Kong, saluta

Non sono solo! Gli oltre ottomila chilometri che ci separano si fan minuscoli fotogrammi, se di mezzo c'è il Cinema. Il 'Rofum ringrazia Bubu, fido baciccia che, in questo viaggio senza meta, lo mette in poppa (ouh...). Basta lacrimucce, ché il film di cui scrivo di emozioni ne suscita ben poche, se non la fredda ammirazione dinanzi ai pirotecnici effetti speciali. Il "King Kong" del Peter Jackson degli anelli, remake del 2005 da duecento milioni di dollari, trattiene per quattro lunghe ore, gratia "Iris". Ma sono solo alla chiusura del sipario. Elena e Pulcy Dani, sparite in una nuvola di Z...
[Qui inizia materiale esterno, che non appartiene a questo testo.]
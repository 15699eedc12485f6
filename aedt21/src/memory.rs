//!
//! # In-Memory Context
//!
//! A complete [Context] implementation holding flat argument arrays per kind and name.
//! Contents can be saved to and loaded from JSON or YAML snapshots.
//!

// Std-Lib
use std::path::Path;

// Crates.io
use indexmap::IndexMap;
use log::debug;
use serde::{Deserialize, Serialize};

// Local Imports
use crate::args::{Arg, NAME_TAG};
use crate::context::Context;
use crate::error::{AedtError, AedtResult};
use crate::kinds::EntityKind;
use crate::utils::{EnumStr, Ptr, SerdeFile, SerializationFormat};

///
/// # Context Snapshot
///
/// Kind (e.g. `"Component"`) => entity name => payload.
/// Saved snapshots are plain nested maps of arrays.
/// Note payloads mix strings and numbers within arrays, which TOML does not support.
///
#[derive(Debug, Default, Clone, PartialEq, Serialize, Deserialize)]
pub struct Snapshot {
    pub entities: IndexMap<String, IndexMap<String, Vec<Arg>>>,
}
impl SerdeFile for Snapshot {}

///
/// # In-Memory Context
///
#[derive(Debug, Default)]
pub struct MemoryContext {
    data: Ptr<Snapshot>,
}
impl MemoryContext {
    /// Create a new, empty [MemoryContext]
    pub fn new() -> Self {
        Self::default()
    }
    pub fn from_snapshot(snapshot: Snapshot) -> Self {
        Self {
            data: Ptr::new(snapshot),
        }
    }
    /// Load from snapshot file `fname`, with format inferred from its extension
    pub fn open(fname: impl AsRef<Path>) -> AedtResult<Self> {
        Ok(Self::from_snapshot(Snapshot::open_any(fname)?))
    }
    /// Save a snapshot of our current contents to `fname`
    pub fn save(&self, fmt: SerializationFormat, fname: impl AsRef<Path>) -> AedtResult<()> {
        self.snapshot()?.save(fmt, fname)?;
        Ok(())
    }
    /// Copy out our current contents
    pub fn snapshot(&self) -> AedtResult<Snapshot> {
        Ok(self.data.read()?.clone())
    }
    /// Insert or replace entity `name`, builder-style
    pub fn with(self, kind: EntityKind, name: impl Into<String>, args: Vec<Arg>) -> AedtResult<Self> {
        self.data
            .write()?
            .entities
            .entry(kind.to_str().to_string())
            .or_default()
            .insert(name.into(), args);
        Ok(self)
    }
}

/// Failure for entity `name` of `kind`
fn fail<T>(kind: EntityKind, name: &str, msg: &str) -> AedtResult<T> {
    Err(AedtError::external(kind.to_str(), name, msg))
}
/// The name carried by a payload's leading `NAME:` tag, if any
fn tag_name(args: &[Arg]) -> Option<&str> {
    args.first()?.as_str()?.strip_prefix(NAME_TAG)
}

impl Context for MemoryContext {
    fn fetch(&self, kind: EntityKind, name: &str) -> AedtResult<Vec<Arg>> {
        let data = self.data.read()?;
        match data.entities.get(kind.to_str()).and_then(|m| m.get(name)) {
            Some(args) => Ok(args.clone()),
            None => fail(kind, name, "no such entity"),
        }
    }
    /// Definitions are named by their payload's name tag; submitting a different tag renames them.
    fn submit(&self, kind: EntityKind, name: &str, args: &[Arg]) -> AedtResult<()> {
        let mut data = self.data.write()?;
        let entities = match data.entities.get_mut(kind.to_str()) {
            Some(e) if e.contains_key(name) => e,
            _ => return fail(kind, name, "no such entity"),
        };
        match tag_name(args) {
            Some(tag) if kind.is_definition() && tag != name => {
                if entities.contains_key(tag) {
                    return fail(kind, tag, "already exists");
                }
                entities.shift_remove(name);
                entities.insert(tag.to_string(), args.to_vec());
                debug!("Renamed {} {} to {}", kind, name, tag);
            }
            _ => {
                entities.insert(name.to_string(), args.to_vec());
            }
        }
        Ok(())
    }
    fn enumerate(&self, kind: EntityKind) -> AedtResult<Vec<String>> {
        let data = self.data.read()?;
        Ok(data
            .entities
            .get(kind.to_str())
            .map(|m| m.keys().cloned().collect())
            .unwrap_or_default())
    }
    fn create(&self, kind: EntityKind, name: &str, args: &[Arg]) -> AedtResult<()> {
        let mut data = self.data.write()?;
        let entities = data.entities.entry(kind.to_str().to_string()).or_default();
        if entities.keys().any(|k| k.eq_ignore_ascii_case(name)) {
            return fail(kind, name, "already exists");
        }
        entities.insert(name.to_string(), args.to_vec());
        Ok(())
    }
    fn delete(&self, kind: EntityKind, name: &str) -> AedtResult<()> {
        let mut data = self.data.write()?;
        match data.entities.get_mut(kind.to_str()).and_then(|m| m.shift_remove(name)) {
            Some(_) => Ok(()),
            None => fail(kind, name, "no such entity"),
        }
    }
}
//!
//! # Error-Helper Utilities
//!
//! ```rust
//! use aedt21utils::error::{ErrorHelper, Unwrapper};
//!
//! /// A walker which remembers where it is, and reports it upon failure.
//! struct Walker {
//!     path: Vec<String>,
//! }
//! impl ErrorHelper for Walker {
//!     type Error = String;
//!
//!     fn err(&self, msg: impl Into<String>) -> Self::Error {
//!         format!("{} (at {})", msg.into(), self.path.join("/"))
//!     }
//! }
//! impl Walker {
//!     fn walk(&self, args: &[&str]) -> Result<String, String> {
//!         let first = args.first().unwrapper(self, "Empty argument list")?;
//!         self.assert(first.starts_with("NAME:"), "Missing name tag")?;
//!         Ok(first.to_string())
//!     }
//! }
//! ```
//!

///
/// # ErrorHelper
///
/// Shared failure-reporting for the codec and other tree-walkers.
/// Implementers carry some state worth reporting, typically the path walked so far,
/// and fold it into their error in the required `err` method.
/// Everything else is provided.
///
pub trait ErrorHelper {
    type Error;

    /// Create and return a [Self::Error] value.
    fn err(&self, msg: impl Into<String>) -> Self::Error;
    /// Return failure
    fn fail<T>(&self, msg: impl Into<String>) -> Result<T, Self::Error> {
        Err(self.err(msg))
    }
    /// Unwrap the [Option] `opt` if it is [Some], and return our error if not.
    fn unwrap<T>(&self, opt: Option<T>, msg: impl Into<String>) -> Result<T, Self::Error> {
        match opt {
            Some(val) => Ok(val),
            None => self.fail(msg),
        }
    }
    /// Assert a boolean condition. Returns through `self.fail` if it is not satisfied.
    fn assert(&self, b: bool, msg: impl Into<String>) -> Result<(), Self::Error> {
        match b {
            true => Ok(()),
            false => self.fail(msg),
        }
    }
}

///
/// # Unwrapper
///
/// Post-fix form of [`ErrorHelper`] handling for [`Option`]s:
///
/// ```rust
/// use aedt21utils::error::{ErrorHelper, Unwrapper};
///
/// fn first_key(h: &impl ErrorHelper<Error = String>, keys: &[&str]) -> Result<String, String> {
///     let k = keys.first().unwrapper(h, "No keys")?;
///     Ok(k.to_string())
/// }
/// ```
///
/// Not generally implemented by new types;
/// import it and use it on the standard-library [`Option`].
///
pub trait Unwrapper {
    type Ok;
    fn unwrapper<H>(self, helper: &H, msg: impl Into<String>) -> Result<Self::Ok, H::Error>
    where
        H: ErrorHelper;
}

impl<T> Unwrapper for Option<T> {
    type Ok = T;
    fn unwrapper<H>(self, helper: &H, msg: impl Into<String>) -> Result<Self::Ok, H::Error>
    where
        H: ErrorHelper,
    {
        helper.unwrap(self, msg)
    }
}
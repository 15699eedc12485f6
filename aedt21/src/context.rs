//!
//! # Owning Contexts
//!
//! The boundary to the external system which actually holds entities.
//! Registries and entity proxies reach it only through the [Context] trait,
//! with payloads in the named-argument wire format.
//!

// Local Imports
use crate::args::Arg;
use crate::error::AedtResult;
use crate::kinds::EntityKind;

///
/// # Context Trait
///
/// Implementations report their own failures as [crate::AedtError::External].
/// Methods take `&self`; implementations handle any locking internally.
///
pub trait Context: Send + Sync {
    /// Fetch the payload of entity `name`
    fn fetch(&self, kind: EntityKind, name: &str) -> AedtResult<Vec<Arg>>;
    /// Replace the payload of existing entity `name`
    fn submit(&self, kind: EntityKind, name: &str, args: &[Arg]) -> AedtResult<()>;
    /// List the names of all entities of `kind`, in the system's own order
    fn enumerate(&self, kind: EntityKind) -> AedtResult<Vec<String>>;
    /// Create new entity `name`
    fn create(&self, kind: EntityKind, name: &str, args: &[Arg]) -> AedtResult<()>;
    /// Delete entity `name`
    fn delete(&self, kind: EntityKind, name: &str) -> AedtResult<()>;
}
//!
//! # Enum-String Mapping Module
//!
//! Defines the [enumstr] macro and paired [EnumStr] trait,
//! mapping fieldless enums to and from the fixed strings the scripting interface uses:
//! unit suffixes, entity-kind names, and the like.
//!
//! Example:
//!
//! ```rs
//! use aedt21utils::enumstr;
//!
//! enumstr!(
//! /// # Pad Shapes
//! PadShape {
//!     Circle: "Cir",
//!     Square: "Sq",
//!     Rect: "Rct",
//!  }
//! );
//! ```
//!

///
/// # String-Enumeration Trait
///
/// * `to_str(&self) -> &'static str` converts the enum to its string value.
/// * `from_str(&str) -> Option<Self>` does the opposite, case-sensitively.
/// * `from_str_nocase(&str) -> Option<Self>` matches ignoring ASCII case.
/// * `variants()` lists every variant, in declaration order.
///
/// Generally implemented by the [enumstr] macro.
///
pub trait EnumStr: std::marker::Sized + Copy + 'static {
    fn to_str(&self) -> &'static str;
    fn from_str(txt: &str) -> Option<Self>;
    fn variants() -> &'static [Self];

    /// Create from a string-value, ignoring ASCII case
    fn from_str_nocase(txt: &str) -> Option<Self> {
        Self::variants()
            .iter()
            .find(|v| v.to_str().eq_ignore_ascii_case(txt))
            .copied()
    }
}

///
/// # Enum-String Pairing Macro
///
/// Creates an `enum` which:
/// * (a) Has paired string-values, as they appear in argument arrays.
/// * (b) Implements the [EnumStr] trait for conversions to and from these strings.
/// * (c) Implements [std::fmt::Display], writing the string-values.
///
/// All variants are fieldless. Derives include `serde::{Serialize,Deserialize}` and `Hash`,
/// so those names must be in scope at the invocation site.
///
#[macro_export]
macro_rules! enumstr {
    (   $(#[$meta: meta])*
        $enum_name: ident {
        $( $variant: ident : $strval: literal ),* $(,)?
    }) => {
        $(#[$meta])*
        #[allow(dead_code)]
        #[derive(Clone, Copy, Debug, Deserialize, Serialize, PartialEq, Eq, Hash)]
        pub enum $enum_name {
            $( #[doc=$strval]
                $variant ),*
        }
        impl EnumStr for $enum_name {
            /// Convert a [$enum_name] variant to its paired (static) string value.
            fn to_str(&self) -> &'static str {
                match self {
                    $( Self::$variant => $strval),*,
                }
            }
            /// Create a [$enum_name] from one of its string-values.
            /// Returns `None` if `txt` matches none of them. Case *sensitive*;
            /// see `from_str_nocase` for the alternative.
            fn from_str(txt: &str) -> Option<Self> {
                match txt {
                    $( $strval => Some(Self::$variant)),*,
                    _ => None,
                }
            }
            fn variants() -> &'static [Self] {
                &[ $( Self::$variant ),* ]
            }
        }
        impl ::std::fmt::Display for $enum_name {
            fn fmt(&self, f: &mut ::std::fmt::Formatter) -> ::std::fmt::Result {
                write!(f, "{}", self.to_str())
            }
        }
    }
}
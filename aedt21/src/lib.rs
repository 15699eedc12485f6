//!
//! # aedt21
//!
//! Data-modeling core for scripting EM-layout tools through their object models.
//!
//! Two layers:
//!
//! * A codec between the scripting API's flat, nested *named-argument arrays*
//!   and addressable trees. [Arg]s are the wire format; [Seq]s and [Node]s the tree;
//!   [KeyMap]s layer aliases and derived properties over a tree.
//! * Lazily populated [Registry]s of named remote entities (components, pins, nets, layers, definitions),
//!   handing out [Entity] proxies which fetch and parse their payloads on first access.
//!
//! Entities live behind a [Context], the boundary to the external system.
//! [MemoryContext] is a complete in-process implementation.
//!
//! ## Usage
//!
//! ```
//! use std::sync::Arc;
//! use aedt21::{args, AedtResult, EntityKind, MemoryContext, Session};
//!
//! fn main() -> AedtResult<()> {
//!     let ctx = MemoryContext::new()
//!         .with(EntityKind::Component, "U1", args!["NAME:U1", "PartName:=", "MCU"])?
//!         .with(EntityKind::Component, "R1", args!["NAME:R1", "PartName:=", "RES_0402"])?;
//!     let mut session = Session::new(Arc::new(ctx));
//!
//!     let u1 = session.components().lookup("u1")?;
//!     let mut u1 = u1.write()?;
//!     assert_eq!(u1.get("PartName")?.as_str(), Some("MCU"));
//!     assert_eq!(u1.get("PartClass")?.as_str(), Some("Other"));
//!     Ok(())
//! }
//! ```
//!

// Internal modules & re-exports
pub use aedt21utils as utils;

pub mod error;
pub use error::*;

pub mod units;
pub use units::{Category, Quantity, Unit};

pub mod args;
pub use args::{decode, encode, Arg};

pub mod tree;
pub use tree::{Entry, Node, Scalar, Seq};

pub mod keymap;
pub use keymap::{Derived, KeyMap, PropMaps};

pub mod context;
pub use context::Context;

pub mod memory;
pub use memory::{MemoryContext, Snapshot};

pub mod kinds;
pub use kinds::{EntityKind, NetClass, PartClass};

pub mod entity;
pub use entity::{Entity, Owner};

pub mod registry;
pub use registry::{Registry, Selector};

pub mod options;
pub use options::Options;

pub mod session;
pub use session::Session;

#[cfg(test)]
mod tests;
Tra la Compagnia e un Hobbit, il regista neozelandese classe 1961 si buttò in quest'opera ventennalmente desiderata (venti milionalmente finanziata) e, a modo suo, ambiziosa. Pochi giorni fa, mi sono imbattuto nelle buffe quanto efficaci immagini di quegli scattanti omini degli anni '30, rinvigoriti da cartapesta sgargiante, Anime e corpi tesi per l'effetto. Sul pubblico. La sfida è più ardua di quanto si creda. Jackson la raccoglie, onore a lui. Anche perché la storia è meravigliosa. Ecco, appunto...
Forse quella storia dell'immaginazione. Ma sì, quella che meno vedi, meglio è. Chissà. Tant'è, tra dinosauri e insetti giganti di tutte le geologiche, si rimpiange quel goffo magical murphy circondato da cannibali pennuti. La tensione concorde degli artigiani pionieri della Settima, persa nei bit verdeneri. Con buona pace degli Oscar, boia statuari di questo Cinema asservito. Non ci vuol molto a disaffezionarsi ai personaggi di questa pellicola, terribilmente più artefatta delle precorritrici. La troupe, la protagonista femminile, quello lì, l'altro là. Caratterizzazione fiacca, vi sfido a ricordar qualcuno dopo una settimana. Pure Kong Jr. scompare, con la sua mole dai peli a troppa definizione. Preferisco il suo burbero nonno, fascio di nervi, altro che sti gorilla palestrati.
La prima di Jackson al 'Rofum, chissà perché.